If you were to believe his figures, then the prevalence of PDD has been increasing over time in Canada.

Michelle Dawson said...
This comment has been removed by the author.
Michelle Dawson said...

(I'm again re-posting a message due to formatting problems, sorry again...)

Fombonne et al. (2006) write about their sample that:

"a majority of these children (N = 155; 86.1%) have been diagnosed at the Montreal Children’s Hospital"

Using records about autism means having to look at them, and apply standards, and so on.

Joseph wrote: "they obviously allow lots of researchers to use it for epidemiology"

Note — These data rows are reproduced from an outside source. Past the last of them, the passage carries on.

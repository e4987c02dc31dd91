//! Starter bundle for a freshly scaffolded module.
//!
//! The first IMPLEMENT attempt merges generator output onto this
//! skeleton, so a response that only rewrites `adapter.py` still yields
//! a complete, testable bundle.

use crate::artifact::bundle::{ArtifactBundle, BundleError, FileEntry};
use crate::manifest::Manifest;
use crate::types::{Capability, ModuleId};

const ADAPTER_TEMPLATE: &str = r#"import json


@register_adapter("__MODULE_ID__")
class __CLASS_NAME__Adapter:
    def fetch_raw(self):
        return {"items": [], "page": 1}

    def transform(self, raw):
        return {"items": raw.get("items", []), "page": raw.get("page", 1)}

    def get_schema(self):
        return {"items": "list", "page": "int"}
"#;

const TEST_TEMPLATE: &str = r#"import unittest

from adapter import __CLASS_NAME__Adapter


class TestAdapter(unittest.TestCase):
    def setUp(self):
        self.adapter = __CLASS_NAME__Adapter()

    def test_transform_shapes_output(self):
        raw = self.adapter.fetch_raw()
        out = self.adapter.transform(raw)
        self.assertEqual(sorted(out), sorted(self.adapter.get_schema()))

    def test_pagination_default_page(self):
        out = self.adapter.transform(self.adapter.fetch_raw())
        self.assertEqual(out["page"], 1)
"#;

fn class_name(module_id: &ModuleId) -> String {
    module_id
        .platform()
        .split('_')
        .map(|part| {
            let mut chars = part.chars();
            match chars.next() {
                Some(first) => first.to_ascii_uppercase().to_string() + chars.as_str(),
                None => String::new(),
            }
        })
        .collect()
}

/// Build the three-file starter: manifest, adapter skeleton, test
/// skeleton.
pub fn starter_bundle(
    module_id: &ModuleId,
    capabilities: Vec<Capability>,
) -> Result<ArtifactBundle, BundleError> {
    let manifest = Manifest::starter(module_id, capabilities);
    let manifest_json =
        serde_json::to_vec_pretty(&manifest).expect("starter manifest serializes");
    let class = class_name(module_id);
    let prefix = module_id.bundle_prefix();

    ArtifactBundle::from_entries([
        FileEntry::new(format!("{prefix}manifest.json"), manifest_json)?,
        FileEntry::new(
            format!("{prefix}adapter.py"),
            ADAPTER_TEMPLATE
                .replace("__MODULE_ID__", &module_id.to_string())
                .replace("__CLASS_NAME__", &class)
                .into_bytes(),
        )?,
        FileEntry::new(
            format!("{prefix}test_adapter.py"),
            TEST_TEMPLATE.replace("__CLASS_NAME__", &class).into_bytes(),
        )?,
    ])
}

#[cfg(test)]
mod tests {
    use super::*;
    use crate::analyzer::StaticAnalyzer;
    use crate::policy::PolicyProfile;

    #[test]
    fn starter_passes_static_analysis() {
        let module: ModuleId = "weather/openweather".parse().unwrap();
        let bundle = starter_bundle(&module, vec![Capability::Pagination]).unwrap();
        assert_eq!(bundle.len(), 3);
        let profile = PolicyProfile::default();
        let report = StaticAnalyzer::new(&profile).analyze(&bundle);
        assert!(report.findings.is_empty(), "{:?}", report.findings);
    }

    #[test]
    fn class_names_are_camel_cased() {
        let module: ModuleId = "finance/stripe_billing".parse().unwrap();
        assert_eq!(class_name(&module), "StripeBilling");
    }
}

You mean the DDS states to researchers that yes, DDS data related to autism are valid measures of prevalence, while telling the public they are not?

Anonymous said...

You mean the DDS states to researchers that yes, DDS data related to autism are valid measures of prevalence, while telling the public they are not?

No, and there's no contradiction. I mean that you can use records that are not valid measures of prevalence to do epidemiology. Of course, you need to take into account that you're looking at administrative counts, and any differences between regions and changes over time could be due to changes in ascertainment, awareness, and so forth. There are ways you can control for such confounds statistically.

VSD, for example, is not a valid measure of prevalence. Neither is the Danish Psychiatric registry.

Cal DDS data is obviously used all the time by the MIND Institute. Some specific researchers that I can think of are Croen, Hertz-Picciotto, Widham, Roberts, etc.

A study like Windham et al. (2006) would be worthy of consideration if it had only controlled for (log) population density of the child's place of diagnosis. At that point a positive result would not be convincingly refuted by saying "well, you used Cal DDS data, and you shouldn't have done that."

I'll end this comment by quoting a excerpt from a good paper by Gernsbacher, Dawson & Goldsmith:

"Two further aspects of the California data suggest that the criteria must have broadened. First, children in the more recent cohort were dramatically less likely to have intellectual impairment: Whereas 61% of the children in the earlier cohort were identified as having intellectual impairments, only 27% of the children in the more recent cohort were so identified. The lower rate of intellectual impairment in the more recent cohort matches recent epidemiological data, and the difference between the two rates suggests a major difference between the two cohorts (e.g., that the more recent cohort was drawn from a less
cognitively impaired population)."

BTW, I think it's possible to model admin. prevalence vs. proportion of autistic clients with MR, and see if the model is consistent with a cultural hypothesis. It's perfectly valid to try to understand the behavior of these databases.

Michelle Dawson said...

The quoted excerpt from Gernsbacher et al. (2005) does not involve data reported by the CDDS, but data from an unrefereed study involving a small number of children who received CDDS services. However, the reported non-CDDS data confirm that CDDS data cannot be used as epidemiology--just as the CDDS currently states.

Joseph wrote: "It's perfectly valid to try to understand the behavior of these databases."

As I wrote above, you can use CDDS data to study the number of individuals who receive CDDS services under the category of "autism," and to study the CDDS-reported demographics of these individuals. But as the CDDS states, these data cannot, in the form they are reported by the CDDS, be used as autism epidemiology.